▶ Problem requirements
The records below must be copied in full, exactly as they read.

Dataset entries
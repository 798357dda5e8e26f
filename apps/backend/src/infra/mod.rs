//! Infrastructure: database connection, state assembly and DbErr mapping.

pub mod db;
pub mod db_errors;
pub mod state;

▶ Reply
repository 798357dda5e8e26f
filename apps/backend/src/infra/mod.rs
//! Infrastructure: database connection, state assembly and DbErr mapping.

pub mod db;
pub mod db_errors;
pub mod state;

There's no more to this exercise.